Even more challenging: managers need to be prepared to listen at any moment. At least when a complaint arrives via the whistleblower hotline, you know that it’s a complaint and you’re prepared to hear it. Managers don’t have the same foreknowledge. They need to be prepared to hear a whistleblower complaint and engage with the employee without advance notice.

That’s a lot of pressure, and a lot of reliance on the manager’s good judgment. An employee’s complaint might be something ridiculous, or something serious and urgent. A manager will need to triage that complaint right there in the moment, and demonstrate to the employee that he or she is being heard. 

If all your middle managers can do that well, both your corporate culture and the company’s regulatory compliance efforts will be in good shape. So if you were ever going to invest in training, invest in training on those issues and at that layer of the corporate organization. It will pay off. 

But don’t shirk on the automated responses and follow-ups for the whistleblower hotline, either.

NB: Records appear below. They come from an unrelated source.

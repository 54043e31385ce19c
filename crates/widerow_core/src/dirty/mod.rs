//! Dirty tracking.
//!
//! A [`DirtyRegistry`] belongs to one entity instance. Collection proxies
//! mark it through a [`DirtyTarget`]; the flush component reads it and
//! clears it at the flush boundary.

mod registry;
mod target;

pub use registry::{DirtyListener, DirtyRegistry};
pub use target::DirtyTarget;
//! Helpers for the proxy unit tests.

use crate::dirty::DirtyListener;
use crate::metadata::{PropertyMeta, PropertyType};
use crate::types::AttributeId;
use std::cell::RefCell;
use std::sync::Arc;

/// Records every call, so a test can tell one mark from two.
#[derive(Default)]
pub(crate) struct Recorder {
    marks: RefCell<Vec<AttributeId>>,
}

impl Recorder {
    pub(crate) fn count(&self) -> usize {
        self.marks.borrow().len()
    }

    pub(crate) fn marks(&self) -> Vec<AttributeId> {
        self.marks.borrow().clone()
    }
}

impl DirtyListener for Recorder {
    fn mark_dirty(&self, attribute: &AttributeId, _meta: &Arc<PropertyMeta>) {
        self.marks.borrow_mut().push(attribute.clone());
    }
}

pub(crate) fn meta(field: &str, property_type: PropertyType) -> Arc<PropertyMeta> {
    Arc::new(
        PropertyMeta::builder("CompleteBean")
            .field(field)
            .property_type(property_type)
            .build()
            .unwrap(),
    )
}
//! The dirty target shared by a proxy and its views.

use super::registry::DirtyListener;
use crate::metadata::PropertyMeta;
use crate::types::AttributeId;
use std::fmt;
use std::sync::Arc;

/// Where a collection proxy records its marks.
///
/// Bundles the listener of the owning entity with the attribute id and the
/// property metadata of the wrapped attribute. A proxy owns one target;
/// its views and cursors borrow it, so every mark from any of them lands
/// on the same attribute.
#[derive(Clone)]
pub struct DirtyTarget<'a> {
    listener: &'a dyn DirtyListener,
    attribute: AttributeId,
    meta: Arc<PropertyMeta>,
}

impl<'a> DirtyTarget<'a> {
    /// Creates a target for an explicit attribute id.
    pub fn new(
        listener: &'a dyn DirtyListener,
        attribute: AttributeId,
        meta: Arc<PropertyMeta>,
    ) -> Self {
        Self {
            listener,
            attribute,
            meta,
        }
    }

    /// Creates a target keyed by the attribute id recorded in `meta`.
    pub fn for_property(listener: &'a dyn DirtyListener, meta: &Arc<PropertyMeta>) -> Self {
        Self::new(listener, meta.attribute_id().clone(), Arc::clone(meta))
    }

    /// Returns the attribute id.
    #[must_use]
    pub fn attribute(&self) -> &AttributeId {
        &self.attribute
    }

    /// Returns the property metadata.
    #[must_use]
    pub fn meta(&self) -> &Arc<PropertyMeta> {
        &self.meta
    }

    /// Records one mark.
    pub fn mark(&self) {
        self.listener.mark_dirty(&self.attribute, &self.meta);
    }

    /// Records one mark if `changed` holds, and passes `changed` through.
    pub fn mark_if(&self, changed: bool) -> bool {
        if changed {
            self.mark();
        }
        changed
    }
}

impl fmt::Debug for DirtyTarget<'_> {
    fn fmt(&self, f: &mut fmt::Formatter<'_>) -> fmt::Result {
        f.debug_struct("DirtyTarget")
            .field("attribute", &self.attribute)
            .field("property_type", &self.meta.property_type())
            .finish()
    }
}
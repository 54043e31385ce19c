//! Property metadata.

use crate::config::MappingConfig;
use crate::error::{CoreError, CoreResult};
use crate::types::{AttributeId, Consistency};
use std::fmt;

/// Closed set of mapped attribute kinds.
#[derive(Debug, Clone, Copy, PartialEq, Eq, Hash)]
pub enum PropertyType {
    /// Simple partition key.
    Id,
    /// Compound primary key (partition key plus clustering columns).
    EmbeddedId,
    /// Single value.
    Simple,
    /// Ordered collection.
    List,
    /// Unordered unique collection.
    Set,
    /// Key/value collection.
    Map,
    /// Single value loaded on first access.
    LazySimple,
    /// List loaded on first access.
    LazyList,
    /// Set loaded on first access.
    LazySet,
    /// Map loaded on first access.
    LazyMap,
    /// Distributed counter.
    Counter,
}

impl PropertyType {
    /// Returns the upper-case tag name.
    #[must_use]
    pub const fn as_str(self) -> &'static str {
        match self {
            Self::Id => "ID",
            Self::EmbeddedId => "EMBEDDED_ID",
            Self::Simple => "SIMPLE",
            Self::List => "LIST",
            Self::Set => "SET",
            Self::Map => "MAP",
            Self::LazySimple => "LAZY_SIMPLE",
            Self::LazyList => "LAZY_LIST",
            Self::LazySet => "LAZY_SET",
            Self::LazyMap => "LAZY_MAP",
            Self::Counter => "COUNTER",
        }
    }

    /// Returns true for primary key tags.
    #[must_use]
    pub const fn is_id(self) -> bool {
        matches!(self, Self::Id | Self::EmbeddedId)
    }

    /// Returns true for attributes loaded on first access.
    #[must_use]
    pub const fn is_lazy(self) -> bool {
        matches!(
            self,
            Self::LazySimple | Self::LazyList | Self::LazySet | Self::LazyMap
        )
    }

    /// Returns true for counters.
    #[must_use]
    pub const fn is_counter(self) -> bool {
        matches!(self, Self::Counter)
    }

    /// Returns true for list, set and map attributes, lazy or not.
    #[must_use]
    pub const fn is_collection(self) -> bool {
        self.is_list() || self.is_set() || self.is_map()
    }

    /// Returns true for list attributes.
    #[must_use]
    pub const fn is_list(self) -> bool {
        matches!(self, Self::List | Self::LazyList)
    }

    /// Returns true for set attributes.
    #[must_use]
    pub const fn is_set(self) -> bool {
        matches!(self, Self::Set | Self::LazySet)
    }

    /// Returns true for map attributes.
    #[must_use]
    pub const fn is_map(self) -> bool {
        matches!(self, Self::Map | Self::LazyMap)
    }
}

impl fmt::Display for PropertyType {
    fn fmt(&self, f: &mut fmt::Formatter<'_>) -> fmt::Result {
        f.write_str(self.as_str())
    }
}

/// Describes one mapped attribute.
///
/// Property metadata is assembled once, by [`PropertyMetaBuilder`], while
/// the entity mapping is introspected. It is read-only afterwards and is
/// usually shared behind an `Arc` between the entity metadata, every
/// collection proxy of the attribute and the dirty registry.
#[derive(Debug, Clone, PartialEq, Eq)]
pub struct PropertyMeta {
    entity_class_name: String,
    property_name: String,
    property_type: PropertyType,
    attribute_id: AttributeId,
    consistency: Consistency,
    key_type_name: Option<String>,
    value_type_name: Option<String>,
}

impl PropertyMeta {
    /// Starts building metadata for a field of `entity_class_name`.
    #[must_use]
    pub fn builder(entity_class_name: impl Into<String>) -> PropertyMetaBuilder {
        PropertyMetaBuilder::new(entity_class_name)
    }

    /// Returns the owning entity class.
    #[must_use]
    pub fn entity_class_name(&self) -> &str {
        &self.entity_class_name
    }

    /// Returns the field name.
    #[must_use]
    pub fn property_name(&self) -> &str {
        &self.property_name
    }

    /// Returns the type tag.
    #[must_use]
    pub fn property_type(&self) -> PropertyType {
        self.property_type
    }

    /// Returns the dirty-tracking key of this attribute.
    #[must_use]
    pub fn attribute_id(&self) -> &AttributeId {
        &self.attribute_id
    }

    /// Returns the read/write consistency pair.
    #[must_use]
    pub fn consistency(&self) -> Consistency {
        self.consistency
    }

    /// Returns the map key type name, for map attributes.
    #[must_use]
    pub fn key_type_name(&self) -> Option<&str> {
        self.key_type_name.as_deref()
    }

    /// Returns the value (or element) type name, when declared.
    #[must_use]
    pub fn value_type_name(&self) -> Option<&str> {
        self.value_type_name.as_deref()
    }
}

impl fmt::Display for PropertyMeta {
    fn fmt(&self, f: &mut fmt::Formatter<'_>) -> fmt::Result {
        write!(
            f,
            "PropertyMeta [type={}, propertyName={}, entityClassName={}, consistencyLevels={}]",
            self.property_type, self.property_name, self.entity_class_name, self.consistency
        )
    }
}

/// Builder for [`PropertyMeta`].
#[derive(Debug, Clone)]
pub struct PropertyMetaBuilder {
    entity_class_name: String,
    property_name: Option<String>,
    property_type: Option<PropertyType>,
    attribute_id: Option<AttributeId>,
    consistency: Option<Consistency>,
    key_type_name: Option<String>,
    value_type_name: Option<String>,
}

impl PropertyMetaBuilder {
    /// Creates a builder for a field of `entity_class_name`.
    #[must_use]
    pub fn new(entity_class_name: impl Into<String>) -> Self {
        Self {
            entity_class_name: entity_class_name.into(),
            property_name: None,
            property_type: None,
            attribute_id: None,
            consistency: None,
            key_type_name: None,
            value_type_name: None,
        }
    }

    /// Sets the field name.
    #[must_use]
    pub fn field(mut self, name: impl Into<String>) -> Self {
        self.property_name = Some(name.into());
        self
    }

    /// Sets the type tag.
    #[must_use]
    pub fn property_type(mut self, property_type: PropertyType) -> Self {
        self.property_type = Some(property_type);
        self
    }

    /// Overrides the attribute id (defaults to `<class>.<field>`).
    #[must_use]
    pub fn attribute_id(mut self, id: AttributeId) -> Self {
        self.attribute_id = Some(id);
        self
    }

    /// Sets the read/write consistency pair.
    #[must_use]
    pub fn consistency(mut self, consistency: Consistency) -> Self {
        self.consistency = Some(consistency);
        self
    }

    /// Sets the map key type name.
    #[must_use]
    pub fn key_type(mut self, name: impl Into<String>) -> Self {
        self.key_type_name = Some(name.into());
        self
    }

    /// Sets the value (or element) type name.
    #[must_use]
    pub fn value_type(mut self, name: impl Into<String>) -> Self {
        self.value_type_name = Some(name.into());
        self
    }

    /// Finishes the metadata with the default mapping configuration.
    pub fn build(self) -> CoreResult<PropertyMeta> {
        self.build_with(&MappingConfig::default())
    }

    /// Finishes the metadata, taking undeclared consistency from `config`.
    pub fn build_with(self, config: &MappingConfig) -> CoreResult<PropertyMeta> {
        let property_name = self
            .property_name
            .ok_or_else(|| CoreError::missing_field("property name"))?;
        let property_type = self
            .property_type
            .ok_or_else(|| CoreError::missing_field("property type"))?;
        let attribute_id = self
            .attribute_id
            .unwrap_or_else(|| AttributeId::for_field(&self.entity_class_name, &property_name));

        Ok(PropertyMeta {
            entity_class_name: self.entity_class_name,
            property_name,
            property_type,
            attribute_id,
            consistency: self
                .consistency
                .unwrap_or_else(|| config.default_consistency()),
            key_type_name: self.key_type_name,
            value_type_name: self.value_type_name,
        })
    }
}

The Importance of Setting Expectations

Some webinar participants suggested that a compliance officer should ask a whistleblower at the beginning of a complaint, “What sort of discipline do you think would be appropriate if this allegation is true?” 

I think that’s a great idea. It gives compliance officers an opportunity to set expectations with the whistleblower early, before you determine who committed what misconduct and how much evidence you find to support those allegations. It gives you a chance to explain investigative procedure and disciplinary policy at a level that’s still largely hypothetical. (“Well, if it’s true that Larry stole company pens, termination and criminal charges might still be unlikely…”)

This tactic lets you engage in a conversation with the whistleblower. Yes, you still need to stay in a hypothetical realm and stress that you can make no promises about a final resolution right away — but it’s a conversation, nevertheless. That’s what a listen-up culture is all about. 

Setting expectations early is also wise for another reason. When whistleblowers submit a complaint, they want to see that issue resolved to their satisfaction. If their complaint ends up unsubstantiated — the whistleblower didn’t have the full facts; he or she misunderstood company policy; exigent circumstances mean that the violation was permissible — a whistleblower will often take that resolution to mean that the company wasn’t listening to him

That’s a misinterpretation of the facts, of course; but it’s a misinterpretation that can do serious damage to your corporate culture. So steps that can prevent such misinterpretation — like talking to the whistleblower upfront about appropriate discipline if the allegation is true — are certainly worth considering.